Indeed, the US technology sector has historically seen similar disruptions, as well as similar panics over alleged monopolization by dominant companies. For example, in 1998, the year Google was founded, Wealth declared Yahoo wins the “search engine wars”. The article is littered with once-prominent tech companies that are now largely forgotten, including CDNow, Excite, Lycos, and Infoseek. To fight the alleged monopoly of AOL’s instant messenger, competitors lobbied the Federal Communications Commission (FCC) for protection, Wired reported in 2000. In fact, the writers upset that MySpace will forever retain its “natural monopoly.”
Companies fade for many reasons: competition, innovation, economic downturns, leadership failures, etc., etc. Tech columnist Christopher Mims last fall contested the idea that high-profile tech executives are infallible, which he called “the myth of extreme competence.” As evidence, Mims pointed to the failure of the crypto exchange FTX, the steady decline of Facebook and the chaotic management of Twitter by Elon Musk.
“Really, the most obvious expression of this shift in sentiment about America’s biggest tech companies is that they have collectively lost more than $2 trillion in stock market value,” Mims asserted. “Compared to their peaks, this has wiped out more than half of Mr. Musk’s personal fortune and Mr. Zuckerberg.”

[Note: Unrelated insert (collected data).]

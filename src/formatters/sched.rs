//! Scheduler events: wakeup, switch, blocked reason.

use super::FormatterTable;
use crate::event::FieldView;

const SCHED_WAKEUP_HM: &str = r#""comm=%s pid=%d prio=%d target_cpu=%03d", REC->pname, REC->pid, REC->prio, REC->target_cpu"#;
const SCHED_WAKEUP: &str = r#""comm=%s pid=%d prio=%d target_cpu=%03d", REC->comm, REC->pid, REC->prio, REC->target_cpu"#;
const SCHED_SWITCH_HM: &str = r#""prev_comm=%s prev_pid=%d prev_prio=%d prev_state=%s" " ==> next_comm=%s next_pid=%d next_prio=%d", REC->pname, REC->prev_tid, REC->pprio, hm_trace_tcb_state2str(REC->pstate), REC->nname, REC->next_tid, REC->nprio"#;
const SCHED_SWITCH: &str = r#""prev_comm=%s prev_pid=%d prev_prio=%d prev_state=%s%s ==> next_comm=%s next_pid=%d next_prio=%d expeller_type=%u", REC->prev_comm, REC->prev_pid, REC->prev_prio, (REC->prev_state & ((((0x0000 | 0x0001 | 0x0002 | 0x0004 | 0x0008 | 0x0010 | 0x0020 | 0x0040) + 1) << 1) - 1)) ? __print_flags(REC->prev_state & ((((0x0000 | 0x0001 | 0x0002 | 0x0004 | 0x0008 | 0x0010 | 0x0020 | 0x0040) + 1) << 1) - 1), "|", { 0x0001, "S" }, { 0x0002, "D" }, { 0x0004, "T" }, { 0x0008, "t" }, { 0x0010, "X" }, { 0x0020, "Z" }, { 0x0040, "P" }, { 0x0080, "I" }) : "R", REC->prev_state & (((0x0000 | 0x0001 | 0x0002 | 0x0004 | 0x0008 | 0x0010 | 0x0020 | 0x0040) + 1) << 1) ? "+" : "", REC->next_comm, REC->next_pid, REC->next_prio, REC->expeller_type"#;
const SCHED_BLOCKED_REASON_HM: &str = r#""pid=%d iowait=%d caller=%s delay=%llu", REC->pid, REC->iowait, hmtrace_sched_blocked_reason_of(REC->cnode_idx, REC->caller), REC->delay >> 10"#;
const SCHED_BLOCKED_REASON: &str = r#""pid=%d iowait=%d caller=%pS delay=%lu", REC->pid, REC->io_wait, REC->caller, REC->delay>>10"#;

pub(super) fn register(table: &mut FormatterTable) {
    table.insert(SCHED_WAKEUP_HM, sched_wakeup_hm);
    table.insert(SCHED_WAKEUP, sched_wakeup);
    table.insert(SCHED_SWITCH_HM, sched_switch_hm);
    table.insert(SCHED_SWITCH, sched_switch);
    table.insert(SCHED_BLOCKED_REASON_HM, sched_blocked_reason_hm);
    table.insert(SCHED_BLOCKED_REASON, sched_blocked_reason);
}

fn sched_wakeup_hm(view: &FieldView<'_>) -> Option<String> {
    let pname = view.cstr("pname[16]")?;
    let pid = view.int("pid")?;
    let prio = view.int("prio")?;
    let target_cpu = view.int("target_cpu")?;
    Some(format!(
        "comm={pname} pid={pid} prio={prio} target_cpu={target_cpu:03}"
    ))
}

fn sched_wakeup(view: &FieldView<'_>) -> Option<String> {
    let comm = view.cstr("comm[16]")?;
    let pid = view.int("pid")?;
    let prio = view.int("prio")?;
    let target_cpu = view.int("target_cpu")?;
    Some(format!(
        "comm={comm} pid={pid} prio={prio} target_cpu={target_cpu:03}"
    ))
}

fn sched_switch_hm(view: &FieldView<'_>) -> Option<String> {
    let pname = view.cstr("pname[16]")?;
    let prev_tid = view.int("prev_tid")?;
    let pprio = view.int("pprio")?;
    let pstate = view.int("pstate")?;
    let nname = view.cstr("nname[16]")?;
    let next_tid = view.int("next_tid")?;
    let nprio = view.int("nprio")?;

    let prev_state = match pstate {
        0x0 => "R",
        0x1 => "S",
        0x2 => "D",
        0x10 => "X",
        0x100 => "R+",
        _ => "?",
    };

    Some(format!(
        "prev_comm={pname} prev_pid={prev_tid} prev_prio={pprio} prev_state={prev_state} \
         ==> next_comm={nname} next_pid={next_tid} next_prio={nprio}"
    ))
}

/// Task states print as a single letter keyed on the low byte, `R` when no
/// bit is set, with `+` appended for the preempted bit 0x100.
fn task_state_str(state: i64) -> String {
    let letter = match state & 0xff {
        0x1 => "S",
        0x2 => "D",
        0x4 => "T",
        0x8 => "t",
        0x10 => "X",
        0x20 => "Z",
        0x40 => "P",
        0x80 => "I",
        _ => "R",
    };
    if state & 0x100 != 0 {
        format!("{letter}+")
    } else {
        letter.to_string()
    }
}

fn sched_switch(view: &FieldView<'_>) -> Option<String> {
    let prev_comm = view.cstr("prev_comm[16]")?;
    let prev_pid = view.int("prev_pid")?;
    let prev_prio = view.int("prev_prio")?;
    let prev_state = view.int("prev_state")?;
    let next_comm = view.cstr("next_comm[16]")?;
    let next_pid = view.int("next_pid")?;
    let next_prio = view.int("next_prio")?;
    let expeller_type = view.uint("expeller_type")?;

    let pstate = task_state_str(prev_state);
    Some(format!(
        "prev_comm={prev_comm} prev_pid={prev_pid} prev_prio={prev_prio} prev_state={pstate} \
         ==> next_comm={next_comm} next_pid={next_pid} next_prio={next_prio} \
         expeller_type={expeller_type}"
    ))
}

fn sched_blocked_reason_hm(view: &FieldView<'_>) -> Option<String> {
    let pid = view.int("pid")?;
    let caller = view.uint("caller")?;
    let iowait = view.uint("iowait")?;
    let delay = view.uint("delay")?;
    let cnode_idx = view.uint("cnode_idx")?;
    Some(format!(
        "pid={pid} iowait={iowait} caller=0x{caller:x} cnode_idx={cnode_idx} delay={}",
        delay >> 10
    ))
}

fn sched_blocked_reason(view: &FieldView<'_>) -> Option<String> {
    let pid = view.int("pid")?;
    let caller = view.uint("caller")?;
    let iowait = view.uint("iowait")?;
    let delay = view.uint("delay")?;
    Some(format!(
        "pid={pid} iowait={iowait} caller=0x{caller:x} delay={}",
        delay >> 10
    ))
}
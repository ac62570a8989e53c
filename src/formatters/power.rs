//! CPU frequency/idle and clock events.

use super::FormatterTable;
use crate::event::FieldView;

const CPU_FREQUENCY_HM: &str = r#""state=%u cpu_id=%u", REC->state, REC->cpu_id"#;
const CPU_FREQUENCY: &str = r#""state=%lu cpu_id=%lu", (unsigned long)REC->state, (unsigned long)REC->cpu_id"#;
const CLOCK_SET_RATE_HM: &str = r#""%s state=%lu cpu_id=%lu", ((char *)((void *)((char *)REC + (REC->__data_loc_name & 0xffff)))), (unsigned long)REC->state, (unsigned long)REC->cpu_id"#;
const CLOCK_SET_RATE: &str = r#""%s state=%lu cpu_id=%lu", __get_str(name), (unsigned long)REC->state, (unsigned long)REC->cpu_id"#;
const CPU_FREQUENCY_LIMITS_HM: &str = r#""min=%lu max=%lu cpu_id=%lu", (unsigned long)REC->min, (unsigned long)REC->max, (unsigned long)REC->cpu_id"#;
const CPU_FREQUENCY_LIMITS: &str = r#""min=%lu max=%lu cpu_id=%lu", (unsigned long)REC->min_freq, (unsigned long)REC->max_freq, (unsigned long)REC->cpu_id"#;
const CPU_IDLE_HM: &str = r#""state=%u cpu_id=%u", REC->state, REC->cpu_id"#;
const CPU_IDLE: &str = r#""state=%lu cpu_id=%lu", (unsigned long)REC->state, (unsigned long)REC->cpu_id"#;

pub(super) fn register(table: &mut FormatterTable) {
    // cpu_frequency and cpu_idle share field names across both kernel
    // variants, so one formatter serves both keys. (The two _HM keys are
    // identical strings; the table simply holds one entry for them.)
    table.insert(CPU_FREQUENCY_HM, cpu_frequency);
    table.insert(CPU_FREQUENCY, cpu_frequency);
    table.insert(CLOCK_SET_RATE_HM, clock_set_rate);
    table.insert(CLOCK_SET_RATE, clock_set_rate);
    table.insert(CPU_FREQUENCY_LIMITS_HM, cpu_frequency_limits_hm);
    table.insert(CPU_FREQUENCY_LIMITS, cpu_frequency_limits);
    table.insert(CPU_IDLE_HM, cpu_idle);
    table.insert(CPU_IDLE, cpu_idle);
}

fn cpu_frequency(view: &FieldView<'_>) -> Option<String> {
    let state = view.uint("state")?;
    let cpu_id = view.uint("cpu_id")?;
    Some(format!("state={state} cpu_id={cpu_id}"))
}

fn clock_set_rate(view: &FieldView<'_>) -> Option<String> {
    let name = view.data_loc_str("name")?;
    let state = view.uint("state")?;
    let cpu_id = view.uint("cpu_id")?;
    Some(format!("{name} state={state} cpu_id={cpu_id}"))
}

fn cpu_frequency_limits_hm(view: &FieldView<'_>) -> Option<String> {
    let min = view.uint("min")?;
    let max = view.uint("max")?;
    let cpu_id = view.uint("cpu_id")?;
    Some(format!("min={min} max={max} cpu_id={cpu_id}"))
}

fn cpu_frequency_limits(view: &FieldView<'_>) -> Option<String> {
    let min = view.uint("min_freq")?;
    let max = view.uint("max_freq")?;
    let cpu_id = view.uint("cpu_id")?;
    Some(format!("min={min} max={max} cpu_id={cpu_id}"))
}

fn cpu_idle(view: &FieldView<'_>) -> Option<String> {
    let state = view.uint("state")?;
    let cpu_id = view.uint("cpu_id")?;
    Some(format!("state={state} cpu_id={cpu_id}"))
}
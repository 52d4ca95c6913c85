// Copyright 2026 messner75
//
// SI prefix lookup tables, exponents -24 (yocto) to +24 (yotta) in steps of 3.
// Micro is the ASCII 'u' so the output stays single-byte clean.

/// Exponent of the largest table entry (yotta); the table is symmetric down to yocto.
pub(crate) const MAX_EXPONENT: i32 = 24;

// indexed by exponent / 3 + 8
const LETTERS: [&str; 17] = [
    "y", "z", "a", "f", "p", "n", "u", "m",
    "",
    "k", "M", "G", "T", "P", "E", "Z", "Y",
];

const NAMES: [&str; 17] = [
    "yocto", "zepto", "atto", "femto", "pico", "nano", "micro", "milli",
    "",
    "kilo", "mega", "giga", "tera", "peta", "exa", "zetta", "yotta",
];

/// Single-letter prefix for `exponent`; empty for exponent 0.
pub(crate) fn letter(exponent: i32) -> &'static str {
    LETTERS[index(exponent)]
}

/// Full prefix name for `exponent`; empty for exponent 0.
pub(crate) fn name(exponent: i32) -> &'static str {
    NAMES[index(exponent)]
}

fn index(exponent: i32) -> usize {
    debug_assert!(exponent % 3 == 0 && exponent.abs() <= MAX_EXPONENT);
    (exponent / 3 + 8) as usize
}
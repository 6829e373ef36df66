//! 401 construction for failed authentication.
//!
//! Every failure path (missing header, rejected token, broken delegate) ends
//! here. The resolved [`ErrorHandler`] returns an [`ErrorReply`] (body plus
//! extra response headers); this module always answers 401.

use axum::{
    Json,
    body::{Body, Bytes},
    http::{HeaderMap, HeaderName, HeaderValue, StatusCode, request::Parts},
    response::{IntoResponse, Response},
};
use serde_json::{Map, Value};

/// Body of an authentication failure response.
#[derive(Debug, Clone, PartialEq)]
pub enum ErrorBody {
    /// Serialized as JSON with `content-type: application/json`.
    Structured(Map<String, Value>),
    /// Sent as-is.
    Raw(Bytes),
}

impl ErrorBody {
    pub fn structured(body: Map<String, Value>) -> Self {
        Self::Structured(body)
    }

    pub fn raw(body: impl Into<Bytes>) -> Self {
        Self::Raw(body.into())
    }
}

impl From<String> for ErrorBody {
    fn from(message: String) -> Self {
        Self::Raw(Bytes::from(message))
    }
}

impl From<&str> for ErrorBody {
    fn from(message: &str) -> Self {
        Self::Raw(Bytes::copy_from_slice(message.as_bytes()))
    }
}

impl From<Map<String, Value>> for ErrorBody {
    fn from(body: Map<String, Value>) -> Self {
        Self::Structured(body)
    }
}

/// What an [`ErrorHandler`] hands back: the body and any headers to set on the 401.
///
/// Headers given here replace same-named ones the body would set, so a `Raw`
/// body can carry its own `content-type`.
#[derive(Debug, Clone, PartialEq)]
pub struct ErrorReply {
    headers: HeaderMap,
    body: ErrorBody,
}

impl ErrorReply {
    pub fn new(body: impl Into<ErrorBody>) -> Self {
        Self {
            headers: HeaderMap::new(),
            body: body.into(),
        }
    }

    /// e.g. `WWW-Authenticate: Bearer error="invalid_token"`.
    pub fn header(mut self, name: HeaderName, value: HeaderValue) -> Self {
        self.headers.insert(name, value);
        self
    }

    pub fn headers(&self) -> &HeaderMap {
        &self.headers
    }

    pub fn body(&self) -> &ErrorBody {
        &self.body
    }
}

impl From<ErrorBody> for ErrorReply {
    fn from(body: ErrorBody) -> Self {
        Self::new(body)
    }
}

/// Turns a failure message into the 401 reply.
///
/// `parts` is the rejected request, for handlers that tailor the reply (for
/// example by path or `Accept`). Closures returning either [`ErrorBody`] or
/// [`ErrorReply`] qualify.
pub trait ErrorHandler: Send + Sync + 'static {
    fn handle_error(&self, parts: &Parts, message: &str) -> ErrorReply;
}

impl<F, R> ErrorHandler for F
where
    F: Fn(&Parts, &str) -> R + Send + Sync + 'static,
    R: Into<ErrorReply>,
{
    fn handle_error(&self, parts: &Parts, message: &str) -> ErrorReply {
        self(parts, message).into()
    }
}

/// Fallback handler: the message itself is the body.
#[derive(Debug, Clone, Copy, Default)]
pub struct EchoMessage;

impl ErrorHandler for EchoMessage {
    fn handle_error(&self, _parts: &Parts, message: &str) -> ErrorReply {
        ErrorReply::new(message)
    }
}

/// Run the handler and build the 401 from its reply.
pub fn unauthorized(handler: &dyn ErrorHandler, parts: &Parts, message: &str) -> Response {
    let ErrorReply { headers, body } = handler.handle_error(parts, message);

    let mut response = match body {
        ErrorBody::Structured(body) => Json(body).into_response(),
        ErrorBody::Raw(body) => Response::new(Body::from(body)),
    };
    *response.status_mut() = StatusCode::UNAUTHORIZED;
    response.headers_mut().extend(headers);
    response
}
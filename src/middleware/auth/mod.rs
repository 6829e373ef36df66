//! Bearer token authentication for axum routers.
//!
//! Responsibility:
//! - `Authorization: Bearer <token>` → delegated verification → `Claims` in request extensions
//! - Failure → injected error handler → 401, nothing downstream runs
//! - Per-route overrides (`RouteOverrides`) take precedence over filter defaults
//!
//! Authorization (what a subject may do) stays in handlers.

mod extract;
mod filter;
mod resolve;
mod respond;

pub use extract::bearer_credential;
pub use filter::{BearerAuth, apply, protect, protect_with};
pub use resolve::{FilterDefaults, ResolvedAuth, RouteOverrides, resolve};
pub use respond::{EchoMessage, ErrorBody, ErrorHandler, ErrorReply, unauthorized};
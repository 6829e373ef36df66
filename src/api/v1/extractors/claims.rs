use std::convert::Infallible;

use axum::extract::{FromRequestParts, OptionalFromRequestParts};
use axum::http::request::Parts;

use crate::error::AppError;
use crate::services::auth::Claims;

/// Claims placed in the request extensions by the bearer filter.
///
/// Missing claims mean the route was not behind the filter (or the filter was
/// skipped), so the handler answers 401 itself.
impl<S> FromRequestParts<S> for Claims
where
    S: Send + Sync,
{
    type Rejection = AppError;

    async fn from_request_parts(parts: &mut Parts, _state: &S) -> Result<Self, Self::Rejection> {
        parts
            .extensions
            .get::<Claims>()
            .cloned()
            .ok_or(AppError::Unauthorized)
    }
}

impl<S> OptionalFromRequestParts<S> for Claims
where
    S: Send + Sync,
{
    type Rejection = Infallible;

    async fn from_request_parts(
        parts: &mut Parts,
        _state: &S,
    ) -> Result<Option<Self>, Self::Rejection> {
        Ok(parts.extensions.get::<Claims>().cloned())
    }
}
/*
 * Responsibility
 * - GET /health (liveness check)
 * - auth is skipped on this route, so `authenticated` is always false
 */
use axum::{Json, http::StatusCode, response::IntoResponse};
use serde_json::json;

use crate::api::v1::extractors::Claims;

pub async fn health(claims: Option<Claims>) -> impl IntoResponse {
    (
        StatusCode::OK,
        Json(json!({"status": "ok", "authenticated": claims.is_some()})),
    )
}
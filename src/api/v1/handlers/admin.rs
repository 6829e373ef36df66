/*
 * Responsibility
 * - GET /admin
 * - Route-level overrides (JSON error body, admin audience) are wired in routes.rs
 */
use axum::Json;
use serde_json::{Value, json};

use crate::api::v1::extractors::Claims;

pub async fn admin(claims: Claims) -> Json<Value> {
    Json(json!({ "admin": claims.subject() }))
}
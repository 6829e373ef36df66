/*
 * Responsibility
 * - Handler-facing AppError
 * - IntoResponse: HTTP status + JSON error body `{"error": {"code", "message"}}`
 *
 * Bearer filter failures do not go through here; their body is chosen by the
 * filter's error handler.
 */
use axum::{
    Json,
    http::StatusCode,
    response::{IntoResponse, Response},
};
use serde::Serialize;
use thiserror::Error;

#[derive(Debug, Serialize)]
pub struct ErrorResponse {
    pub error: ErrorBody,
}

#[derive(Debug, Serialize)]
pub struct ErrorBody {
    pub code: &'static str,
    pub message: String,
}

#[derive(Debug, Error)]
pub enum AppError {
    #[error("unauthorized")]
    Unauthorized,
    #[error("{resource} not found.")]
    NotFound { resource: String },
}

impl AppError {
    pub fn not_found(resource: impl Into<String>) -> Self {
        Self::NotFound {
            resource: resource.into(),
        }
    }
}

impl IntoResponse for AppError {
    fn into_response(self) -> Response {
        let (status, code) = match &self {
            AppError::Unauthorized => (StatusCode::UNAUTHORIZED, "UNAUTHORIZED"),
            AppError::NotFound { .. } => (StatusCode::NOT_FOUND, "NOT_FOUND"),
        };

        let body = ErrorResponse {
            error: ErrorBody {
                code,
                message: self.to_string(),
            },
        };

        (status, Json(body)).into_response()
    }
}
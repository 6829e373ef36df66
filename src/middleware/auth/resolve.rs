//! Per-request resolution of the verifier and error handler.
//!
//! Three tiers, first hit wins:
//! 1. [`RouteOverrides`] found in the request extensions
//! 2. the filter's own defaults
//! 3. the built-in [`EchoMessage`] error handler
//!
//! The outcome is stored in the request extensions as [`ResolvedAuth`]. A later
//! resolution on the same request (the filter layered twice) returns the stored
//! value and never replaces it.

use std::{fmt, sync::Arc};

use axum::http::Extensions;

use super::respond::{EchoMessage, ErrorHandler};
use crate::services::auth::Verifier;

/// Per-route settings attached by the host router, e.g. through
/// `axum::Extension(RouteOverrides::skip_auth())`.
#[derive(Clone, Default)]
pub struct RouteOverrides {
    skip: bool,
    on_verifying: Option<Arc<dyn Verifier>>,
    on_error: Option<Arc<dyn ErrorHandler>>,
}

impl fmt::Debug for RouteOverrides {
    fn fmt(&self, f: &mut fmt::Formatter<'_>) -> fmt::Result {
        f.debug_struct("RouteOverrides")
            .field("skip", &self.skip)
            .field("on_verifying", &self.on_verifying.is_some())
            .field("on_error", &self.on_error.is_some())
            .finish()
    }
}

impl RouteOverrides {
    pub fn new() -> Self {
        Self::default()
    }

    /// Bypass authentication on this route entirely.
    pub fn skip_auth() -> Self {
        Self {
            skip: true,
            ..Self::default()
        }
    }

    pub fn on_verifying(mut self, verifier: impl Verifier) -> Self {
        self.on_verifying = Some(Arc::new(verifier));
        self
    }

    pub fn on_error(mut self, handler: impl ErrorHandler) -> Self {
        self.on_error = Some(Arc::new(handler));
        self
    }

    pub fn is_skip(&self) -> bool {
        self.skip
    }

    pub fn verifier(&self) -> Option<&Arc<dyn Verifier>> {
        self.on_verifying.as_ref()
    }

    pub fn error_handler(&self) -> Option<&Arc<dyn ErrorHandler>> {
        self.on_error.as_ref()
    }
}

/// Filter-level defaults fixed at construction.
#[derive(Clone)]
pub struct FilterDefaults {
    pub verifier: Arc<dyn Verifier>,
    pub error_handler: Option<Arc<dyn ErrorHandler>>,
}

/// Verifier and error handler in effect for one request.
#[derive(Clone)]
pub struct ResolvedAuth {
    pub verifier: Arc<dyn Verifier>,
    pub error_handler: Arc<dyn ErrorHandler>,
}

impl fmt::Debug for ResolvedAuth {
    fn fmt(&self, f: &mut fmt::Formatter<'_>) -> fmt::Result {
        f.debug_struct("ResolvedAuth").finish_non_exhaustive()
    }
}

pub fn resolve(extensions: &mut Extensions, defaults: &FilterDefaults) -> ResolvedAuth {
    if let Some(resolved) = extensions.get::<ResolvedAuth>() {
        return resolved.clone();
    }

    let overrides = extensions.get::<RouteOverrides>();

    let verifier = overrides
        .and_then(|o| o.on_verifying.clone())
        .unwrap_or_else(|| defaults.verifier.clone());

    let error_handler = overrides
        .and_then(|o| o.on_error.clone())
        .or_else(|| defaults.error_handler.clone())
        .unwrap_or_else(|| Arc::new(EchoMessage));

    let resolved = ResolvedAuth {
        verifier,
        error_handler,
    };
    extensions.insert(resolved.clone());
    resolved
}

#[cfg(test)]
mod tests {
    use super::*;
    use crate::middleware::auth::ErrorBody;
    use crate::services::auth::{Claims, Token, TokenResult, VerifyError, verify_credential};
    use axum::http::{Request, request::Parts};

    fn named(name: &'static str) -> impl Verifier {
        move || -> Result<Token, VerifyError> {
            Ok(Token::new(move |_: &str| -> TokenResult {
                let mut claims = serde_json::Map::new();
                claims.insert("sub".into(), name.into());
                Ok(Claims::new(claims))
            }))
        }
    }

    fn tagged(tag: &'static str) -> impl ErrorHandler {
        move |_: &Parts, message: &str| -> ErrorBody { format!("{tag}:{message}").into() }
    }

    fn parts() -> Parts {
        Request::builder().body(()).unwrap().into_parts().0
    }

    async fn subject(resolved: &ResolvedAuth) -> String {
        let claims = verify_credential(resolved.verifier.as_ref(), Some("t"))
            .await
            .unwrap();
        claims.subject().unwrap().to_string()
    }

    fn body(resolved: &ResolvedAuth) -> ErrorBody {
        resolved.error_handler.handle_error(&parts(), "m").body().clone()
    }

    fn defaults(verifier: &'static str, handler: Option<&'static str>) -> FilterDefaults {
        FilterDefaults {
            verifier: Arc::new(named(verifier)),
            error_handler: handler.map(|h| Arc::new(tagged(h)) as Arc<dyn ErrorHandler>),
        }
    }

    #[tokio::test]
    async fn filter_defaults_apply_without_overrides() {
        let mut ext = Extensions::new();
        let resolved = resolve(&mut ext, &defaults("default", Some("filter")));

        assert_eq!(subject(&resolved).await, "default");
        assert_eq!(body(&resolved), ErrorBody::from("filter:m"));
    }

    #[tokio::test]
    async fn echo_is_the_last_resort() {
        let mut ext = Extensions::new();
        let resolved = resolve(&mut ext, &defaults("default", None));
        assert_eq!(body(&resolved), ErrorBody::from("m"));
    }

    #[tokio::test]
    async fn route_overrides_win_field_by_field() {
        let mut ext = Extensions::new();
        ext.insert(RouteOverrides::new().on_verifying(named("route")));

        let resolved = resolve(&mut ext, &defaults("default", Some("filter")));
        assert_eq!(subject(&resolved).await, "route");
        assert_eq!(body(&resolved), ErrorBody::from("filter:m"));

        let mut ext = Extensions::new();
        ext.insert(RouteOverrides::new().on_error(tagged("route")));

        let resolved = resolve(&mut ext, &defaults("default", Some("filter")));
        assert_eq!(subject(&resolved).await, "default");
        assert_eq!(body(&resolved), ErrorBody::from("route:m"));
    }

    #[tokio::test]
    async fn second_resolution_keeps_the_first() {
        let mut ext = Extensions::new();
        resolve(&mut ext, &defaults("first", Some("first")));

        ext.insert(RouteOverrides::new().on_verifying(named("late")));
        let again = resolve(&mut ext, &defaults("second", Some("second")));

        assert_eq!(subject(&again).await, "first");
        assert_eq!(body(&again), ErrorBody::from("first:m"));

        let stored = ext.get::<ResolvedAuth>().unwrap();
        assert_eq!(subject(stored).await, "first");
    }
}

In a decade, the technology landscape will no doubt be disrupted, and the market shares of many of today’s giants will shrink or disappear. However, in order to justify their own technocratic aspirations, dragon-seeking politicians often have to settle for fighting paper tigers. Sowell said: “The rarity of true monopolies in the American economy has led to much legalistic creativity to define various firms as monopolistic or as potential or ‘initial’ monopolies.”